That does not appear to have been the case in the criminal justice department at the
time in question. The typical practice at the time was for the department chair to
conduct annual performance reviews, but Plaintiff had filed a grievance against his
department chair, Defendant Nored. Therefore, Defendant Gandy, the Dean of
Science and Technology, conducted the review for calendar year 2008, while
Defendant Whitehead, interim Dean of Science & Technology, conducted the review
for calendar year 2009. Plaintiff does not contend that the performance of his review
by the Dean – rather than a Departmental Personnel Committee – constitutes a due
process violation.
The annual performance reviews must address “the faculty member’s (i) past
and present performance; (ii) professional progress; and (iii) future expectations.”
They cover three categories of evaluation – research, teaching, and service – and they
consist of two stages, the “information stage” and the “appraisal stage.”
In the “information stage,” “the faculty member has the opportunity to provide
information to the Department Personnel Committee regarding the employee’s
professional growth and accomplishments during the evaluation period,” including
an annual activity report, curricula vitae, any other additional supporting materials,
and a written statement of professional goals for the upcoming year. “The
information process must be based on objective evidence,” and the “evaluators may
19
give each item of objective evidence the weight they deem appropriate for the
relevant department and the particular faculty member’s responsibilities.”

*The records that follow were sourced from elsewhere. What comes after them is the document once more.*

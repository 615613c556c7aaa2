//! Staff reports

pub mod dto;
pub mod handlers;

pub use dto::*;
pub use handlers::*;
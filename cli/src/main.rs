//! Rentcar CLI server
//!
//! ```sh
//! # Run with default config (~/.config/rentcar/config.toml)
//! rentcar-service
//!
//! # Custom config path and port
//! rentcar-service --config /etc/rentcar/config.toml --port 8080
//!
//! # Validate config without starting
//! rentcar-service --check
//! ```

use std::path::PathBuf;

use clap::Parser;
use tracing::{error, info};

use rentcar::config::AppConfig;
use rentcar::server::{init_tracing, ServerHandle, ServerOptions};

/// Rentcar: vehicle rental REST API.
#[derive(Parser, Debug)]
#[command(
    name = "rentcar-service",
    version,
    about = "Vehicle rental backend",
    long_about = "Rentcar REST API server for vehicle bookings, customers \
                  and fleet management.\n\n\
                  Default config: ~/.config/rentcar/config.toml"
)]
struct Cli {
    /// Path to the configuration file (TOML).
    #[arg(short, long, env = "RENTCAR_CONFIG")]
    config: Option<PathBuf>,

    /// Override the REST API listen port.
    #[arg(short, long)]
    port: Option<u16>,

    /// Override the log level (trace, debug, info, warn, error).
    #[arg(short, long)]
    log_level: Option<String>,

    /// Validate the configuration file and exit without starting the server.
    #[arg(long)]
    check: bool,

    /// Skip database migrations on startup.
    #[arg(long)]
    no_migrate: bool,

    /// Skip creating the default admin account.
    #[arg(long)]
    no_admin: bool,

    /// Do not start the periodic booking jobs.
    #[arg(long)]
    no_jobs: bool,
}

#[tokio::main]
async fn main() -> Result<(), Box<dyn std::error::Error>> {
    let cli = Cli::parse();

    let config_path = cli.config.unwrap_or_else(rentcar::default_config_path);

    let mut config = match AppConfig::load(&config_path) {
        Ok(mut cfg) => {
            if let Some(ref level) = cli.log_level {
                cfg.logging.level = level.clone();
            }
            init_tracing(&cfg);
            info!("Configuration loaded from {}", config_path.display());
            cfg
        }
        Err(e) => {
            tracing_subscriber::fmt()
                .with_env_filter(tracing_subscriber::EnvFilter::new(
                    cli.log_level.as_deref().unwrap_or("info"),
                ))
                .init();
            error!("Failed to load config from {}: {}", config_path.display(), e);
            error!("Using default configuration.");
            AppConfig::default()
        }
    };

    if let Some(port) = cli.port {
        info!("CLI override: port = {}", port);
        config.server.port = port;
    }
    if let Some(ref level) = cli.log_level {
        config.logging.level = level.clone();
    }

    if cli.check {
        println!("Configuration is valid");
        println!("   Config file : {}", config_path.display());
        println!("   API address : {}", config.server.address());
        println!("   Database    : {}", config.database.url);
        println!("   Jobs        : {}", if config.jobs.enabled { "enabled" } else { "disabled" });
        println!("   Log level   : {}", config.logging.level);
        return Ok(());
    }

    let handle = ServerHandle::start(ServerOptions {
        config,
        auto_migrate: !cli.no_migrate,
        create_default_admin: !cli.no_admin,
        run_jobs: !cli.no_jobs,
        status_provider: None,
    })
    .await?;

    handle.install_signal_handler();
    info!("Press Ctrl+C to shut down gracefully.");

    handle.shutdown_signal().wait().await;
    handle.wait().await;

    Ok(())
}
//! Staff reports computed from bookings, vehicles and customers.

pub mod service;

pub use service::{
    BookingReportRow, BookingsReport, DashboardSummary, MonthlyRevenue, ReportService,
    StatusCount, UtilizationReport, VehicleUtilization,
};
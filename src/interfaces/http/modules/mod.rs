pub mod auth;
pub mod bookings;
pub mod customers;
pub mod health;
pub mod metrics;
pub mod reports;
pub mod request_id;
pub mod vehicles;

The second stage of the process is the “appraisal stage, focusing on personal
and professional strengths and weaknesses affecting employment and establishing
goals and objectives to be pursued by employees during upcoming evaluation period.”

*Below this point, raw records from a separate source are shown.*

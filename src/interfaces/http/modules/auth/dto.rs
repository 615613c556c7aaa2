//! Authentication DTOs

use chrono::{DateTime, Utc};
use serde::{Deserialize, Serialize};
use utoipa::ToSchema;
use validator::Validate;

use crate::application::identity::{AccessToken, AuthTokens};
use crate::domain::Account;

#[derive(Debug, Deserialize, Validate, ToSchema)]
pub struct RegisterRequest {
    #[validate(length(min = 3, max = 50, message = "username must be 3-50 characters"))]
    pub username: String,
    #[validate(email(message = "invalid email format"))]
    pub email: Option<String>,
    #[validate(length(min = 8, max = 128, message = "password must be at least 8 characters"))]
    pub password: String,
    #[validate(length(min = 1, message = "confirm_password is required"))]
    pub confirm_password: String,
}

#[derive(Debug, Serialize, ToSchema)]
pub struct RegisterResponse {
    pub message: String,
    pub user: AccountInfo,
}

#[derive(Debug, Deserialize, Validate, ToSchema)]
pub struct LoginRequest {
    /// Username or email
    #[validate(length(min = 1, max = 254, message = "username is required"))]
    pub username: String,
    #[validate(length(min = 1, message = "password is required"))]
    pub password: String,
}

#[derive(Debug, Serialize, ToSchema)]
pub struct LoginResponse {
    pub access: String,
    pub refresh: String,
    pub token_type: String,
    /// Access token lifetime in seconds
    pub expires_in: i64,
    pub user: AccountInfo,
}

impl From<AuthTokens> for LoginResponse {
    fn from(t: AuthTokens) -> Self {
        Self {
            access: t.access_token,
            refresh: t.refresh_token,
            token_type: t.token_type,
            expires_in: t.expires_in,
            user: AccountInfo::from(t.account),
        }
    }
}

#[derive(Debug, Deserialize, Validate, ToSchema)]
pub struct RefreshRequest {
    #[validate(length(min = 1, message = "refresh token is required"))]
    pub refresh: String,
}

#[derive(Debug, Serialize, ToSchema)]
pub struct RefreshResponse {
    pub access: String,
    pub token_type: String,
    pub expires_in: i64,
}

impl From<AccessToken> for RefreshResponse {
    fn from(t: AccessToken) -> Self {
        Self {
            access: t.access_token,
            token_type: t.token_type,
            expires_in: t.expires_in,
        }
    }
}

#[derive(Debug, Serialize, ToSchema)]
pub struct AccountInfo {
    pub id: String,
    pub username: String,
    pub email: Option<String>,
    /// admin, staff or customer
    pub role: String,
    pub is_active: bool,
    pub created_at: DateTime<Utc>,
    #[serde(skip_serializing_if = "Option::is_none")]
    pub last_login_at: Option<DateTime<Utc>>,
}

impl From<Account> for AccountInfo {
    fn from(a: Account) -> Self {
        Self {
            id: a.id,
            username: a.username,
            email: a.email,
            role: a.role.as_str().to_string(),
            is_active: a.is_active,
            created_at: a.created_at,
            last_login_at: a.last_login_at,
        }
    }
}

#[derive(Debug, Deserialize, Validate, ToSchema)]
pub struct ChangePasswordRequest {
    #[validate(length(min = 1, message = "current password is required"))]
    pub current_password: String,
    #[validate(length(min = 8, max = 128, message = "new password must be at least 8 characters"))]
    pub new_password: String,
}
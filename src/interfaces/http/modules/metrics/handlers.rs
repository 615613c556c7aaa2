//! `GET /metrics` in Prometheus text format

use axum::{extract::State, http::header, response::IntoResponse};
use metrics_exporter_prometheus::PrometheusHandle;

#[derive(Clone)]
pub struct MetricsState {
    pub handle: PrometheusHandle,
}

pub async fn prometheus_metrics(State(state): State<MetricsState>) -> impl IntoResponse {
    (
        [(header::CONTENT_TYPE, "text/plain; version=0.0.4; charset=utf-8")],
        state.handle.render(),
    )
}
//! Identity: registration, login, token refresh and password changes.

pub mod service;

pub use service::{AccessToken, AuthTokens, IdentityService, RegisterAccount};
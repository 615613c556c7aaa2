//! Account entity (`users` table)

use chrono::{DateTime, Utc};
use sea_orm::entity::prelude::*;
use serde::{Deserialize, Serialize};

/// Account role
#[derive(Debug, Clone, PartialEq, Eq, EnumIter, DeriveActiveEnum, Serialize, Deserialize)]
#[sea_orm(rs_type = "String", db_type = "String(StringLen::N(20))")]
pub enum Role {
    #[sea_orm(string_value = "admin")]
    Admin,
    #[sea_orm(string_value = "staff")]
    Staff,
    #[sea_orm(string_value = "customer")]
    Customer,
}

impl Default for Role {
    fn default() -> Self {
        Self::Customer
    }
}

#[derive(Clone, Debug, PartialEq, Eq, DeriveEntityModel, Serialize, Deserialize)]
#[sea_orm(table_name = "users")]
pub struct Model {
    #[sea_orm(primary_key, auto_increment = false)]
    pub id: String,
    #[sea_orm(unique)]
    pub username: String,
    #[sea_orm(unique, nullable)]
    pub email: Option<String>,
    pub password_hash: String,
    pub role: Role,
    pub is_active: bool,
    pub created_at: DateTime<Utc>,
    pub updated_at: DateTime<Utc>,
    pub last_login_at: Option<DateTime<Utc>>,
}

#[derive(Copy, Clone, Debug, EnumIter, DeriveRelation)]
pub enum Relation {
    #[sea_orm(has_one = "super::customer::Entity")]
    Customer,
}

impl Related<super::customer::Entity> for Entity {
    fn to() -> RelationDef {
        Relation::Customer.def()
    }
}

impl ActiveModelBehavior for ActiveModel {}
//! Vehicle entity

use sea_orm::entity::prelude::*;
use serde::{Deserialize, Serialize};

#[derive(Clone, Debug, PartialEq, DeriveEntityModel, Serialize, Deserialize)]
#[sea_orm(table_name = "vehicles")]
pub struct Model {
    #[sea_orm(primary_key)]
    pub id: i32,

    pub brand: String,
    #[sea_orm(column_name = "model")]
    pub model_name: String,
    pub year: i32,
    /// car, van, truck, motorbike
    pub vehicle_type: String,

    #[sea_orm(column_type = "Decimal(Some((10, 2)))")]
    pub daily_rate: Decimal,

    #[sea_orm(unique)]
    pub plate_number: String,

    #[sea_orm(nullable)]
    pub description: Option<String>,
    #[sea_orm(nullable)]
    pub image: Option<String>,

    pub is_available: bool,

    pub created_at: DateTimeUtc,
    pub updated_at: DateTimeUtc,
}

#[derive(Copy, Clone, Debug, EnumIter, DeriveRelation)]
pub enum Relation {
    #[sea_orm(has_many = "super::booking::Entity")]
    Bookings,
}

impl Related<super::booking::Entity> for Entity {
    fn to() -> RelationDef {
        Relation::Bookings.def()
    }
}

impl ActiveModelBehavior for ActiveModel {}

The Departmental Personnel Committee evaluates the faculty member based on
“information provided by the faculty member, peer evaluators, and such other
objective or subjective information the committee deems relevant.” The evaluation is
put in an Annual Performance Review Report.

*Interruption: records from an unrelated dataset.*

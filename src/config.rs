//! Application configuration
//!
//! Read from a TOML file, by default `~/.config/rentcar/config.toml`.
//! A missing file yields [`AppConfig::default`]; every section and field
//! may be omitted and falls back to its default.

use std::path::{Path, PathBuf};

use serde::{Deserialize, Serialize};
use thiserror::Error;

use crate::application::BookingJobsConfig;
use crate::infrastructure::crypto::jwt::JwtConfig;
use crate::infrastructure::DatabaseConfig;

#[derive(Debug, Error)]
pub enum ConfigError {
    #[error("Failed to read config file: {0}")]
    Io(#[from] std::io::Error),
    #[error("Invalid config file: {0}")]
    Parse(#[from] toml::de::Error),
    #[error("Failed to serialize config: {0}")]
    Serialize(#[from] toml::ser::Error),
}

/// `~/.config/rentcar/config.toml`, or `./config.toml` when no config
/// directory can be determined.
pub fn default_config_path() -> PathBuf {
    dirs_next::config_dir()
        .map(|dir| dir.join("rentcar").join("config.toml"))
        .unwrap_or_else(|| PathBuf::from("config.toml"))
}

#[derive(Debug, Clone, Serialize, Deserialize)]
#[serde(default)]
pub struct ServerConfig {
    pub host: String,
    pub port: u16,
    /// Seconds to wait for in-flight work on shutdown
    pub shutdown_timeout: u64,
}

impl Default for ServerConfig {
    fn default() -> Self {
        Self {
            host: "0.0.0.0".to_string(),
            port: 8000,
            shutdown_timeout: 30,
        }
    }
}

impl ServerConfig {
    pub fn address(&self) -> String {
        format!("{}:{}", self.host, self.port)
    }
}

#[derive(Debug, Clone, Serialize, Deserialize)]
#[serde(default)]
pub struct DatabaseSection {
    /// SeaORM connection URL
    pub url: String,
    pub max_connections: u32,
}

impl Default for DatabaseSection {
    fn default() -> Self {
        let db = DatabaseConfig::default();
        Self {
            url: db.url,
            max_connections: db.max_connections,
        }
    }
}

#[derive(Debug, Clone, Serialize, Deserialize)]
#[serde(default)]
pub struct SecurityConfig {
    pub jwt_secret: String,
    pub access_token_minutes: i64,
    pub refresh_token_days: i64,
}

impl Default for SecurityConfig {
    fn default() -> Self {
        Self {
            jwt_secret: "change-me-in-production".to_string(),
            access_token_minutes: 60,
            refresh_token_days: 7,
        }
    }
}

#[derive(Debug, Clone, Serialize, Deserialize)]
#[serde(default)]
pub struct JobsConfig {
    pub enabled: bool,
    pub complete_interval_secs: u64,
    pub stale_interval_secs: u64,
    pub pending_timeout_hours: i64,
    /// Customer status sync period; used only when a status provider is supplied
    pub customer_sync_interval_secs: u64,
}

impl Default for JobsConfig {
    fn default() -> Self {
        let jobs = BookingJobsConfig::default();
        Self {
            enabled: true,
            complete_interval_secs: jobs.complete_interval_secs,
            stale_interval_secs: jobs.stale_interval_secs,
            pending_timeout_hours: jobs.pending_timeout_hours,
            customer_sync_interval_secs: 3600,
        }
    }
}

#[derive(Debug, Clone, Serialize, Deserialize)]
#[serde(default)]
pub struct LoggingConfig {
    /// `tracing` filter directive, e.g. `info` or `rentcar=debug,info`
    pub level: String,
    /// `text` or `json`
    pub format: String,
}

impl Default for LoggingConfig {
    fn default() -> Self {
        Self {
            level: "info".to_string(),
            format: "text".to_string(),
        }
    }
}

/// Bootstrap admin created on an empty database
#[derive(Debug, Clone, Serialize, Deserialize)]
#[serde(default)]
pub struct AdminConfig {
    pub username: String,
    pub email: Option<String>,
    pub password: String,
}

impl Default for AdminConfig {
    fn default() -> Self {
        Self {
            username: "admin".to_string(),
            email: Some("admin@rentcar.local".to_string()),
            password: "admin12345".to_string(),
        }
    }
}

#[derive(Debug, Clone, Default, Serialize, Deserialize)]
#[serde(default)]
pub struct AppConfig {
    pub server: ServerConfig,
    pub database: DatabaseSection,
    pub security: SecurityConfig,
    pub jobs: JobsConfig,
    pub logging: LoggingConfig,
    pub admin: AdminConfig,
}

impl AppConfig {
    pub fn load(path: &Path) -> Result<Self, ConfigError> {
        if !path.exists() {
            return Ok(Self::default());
        }
        let content = std::fs::read_to_string(path)?;
        Self::from_toml(&content)
    }

    pub fn from_toml(content: &str) -> Result<Self, ConfigError> {
        Ok(toml::from_str(content)?)
    }

    /// Write the config, creating parent directories as needed.
    pub fn save(&self, path: &Path) -> Result<(), ConfigError> {
        if let Some(parent) = path.parent().filter(|p| !p.as_os_str().is_empty()) {
            std::fs::create_dir_all(parent)?;
        }
        std::fs::write(path, toml::to_string_pretty(self)?)?;
        Ok(())
    }

    pub fn database_config(&self) -> DatabaseConfig {
        DatabaseConfig {
            url: self.database.url.clone(),
            max_connections: self.database.max_connections,
        }
    }

    pub fn jwt_config(&self) -> JwtConfig {
        JwtConfig {
            secret: self.security.jwt_secret.clone(),
            access_token_minutes: self.security.access_token_minutes,
            refresh_token_days: self.security.refresh_token_days,
            ..JwtConfig::default()
        }
    }

    pub fn jobs_config(&self) -> BookingJobsConfig {
        BookingJobsConfig {
            complete_interval_secs: self.jobs.complete_interval_secs,
            stale_interval_secs: self.jobs.stale_interval_secs,
            pending_timeout_hours: self.jobs.pending_timeout_hours,
        }
    }
}

#[cfg(test)]
mod tests {
    use super::*;

    #[test]
    fn partial_file_keeps_defaults() {
        let cfg = AppConfig::from_toml(
            r#"
            [server]
            port = 9100

            [jobs]
            pending_timeout_hours = 48
            "#,
        )
        .unwrap();

        assert_eq!(cfg.server.port, 9100);
        assert_eq!(cfg.server.host, "0.0.0.0");
        assert_eq!(cfg.jobs.pending_timeout_hours, 48);
        assert_eq!(cfg.jobs.complete_interval_secs, 3600);
        assert_eq!(cfg.jobs.stale_interval_secs, 600);
        assert_eq!(cfg.jobs.customer_sync_interval_secs, 3600);
        assert_eq!(cfg.logging.format, "text");
    }

    #[test]
    fn missing_file_is_default() {
        let cfg = AppConfig::load(Path::new("/nonexistent/rentcar/config.toml")).unwrap();
        assert_eq!(cfg.server.port, 8000);
        assert!(cfg.jobs.enabled);
    }

    #[test]
    fn invalid_toml_is_an_error() {
        assert!(matches!(
            AppConfig::from_toml("[server\nport = 1"),
            Err(ConfigError::Parse(_))
        ));
    }

    #[test]
    fn save_then_load() {
        let path = std::env::temp_dir()
            .join(format!("rentcar-config-{}", uuid::Uuid::new_v4()))
            .join("config.toml");

        let mut cfg = AppConfig::default();
        cfg.security.access_token_minutes = 15;
        cfg.admin.username = "root".into();
        cfg.save(&path).unwrap();

        let loaded = AppConfig::load(&path).unwrap();
        assert_eq!(loaded.security.access_token_minutes, 15);
        assert_eq!(loaded.admin.username, "root");

        let _ = std::fs::remove_dir_all(path.parent().unwrap());
    }

    #[test]
    fn sub_configs_carry_values() {
        let mut cfg = AppConfig::default();
        cfg.security.jwt_secret = "s".into();
        cfg.jobs.stale_interval_secs = 5;

        assert_eq!(cfg.jwt_config().secret, "s");
        assert_eq!(cfg.jobs_config().stale_interval_secs, 5);
        assert_eq!(cfg.database_config().url, cfg.database.url);
    }
}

When a faculty member is found deficient in any area of an evaluation, the
Departmental Personnel Committee, department chair, and faculty member shall
jointly prepare a Faculty Development Plan which explains the nature and extent of
the deficiencies, as well as the actions necessary to remedy them. The plan must
state “reasonable expectations to be achieved within a reasonable and specific time
period,” and the “Departmental Personnel Committee and department chair must
periodically review the faculty member’s performance” to see if they are making
progress. While the evaluators and faculty member “must strive to reach agreement
on professional goals and objectives,” if they can not agree, “the goals and objectives
established by Departmental Personnel Committees constitute the official basis for
future evaluation in the absence of successful appeals . . . .”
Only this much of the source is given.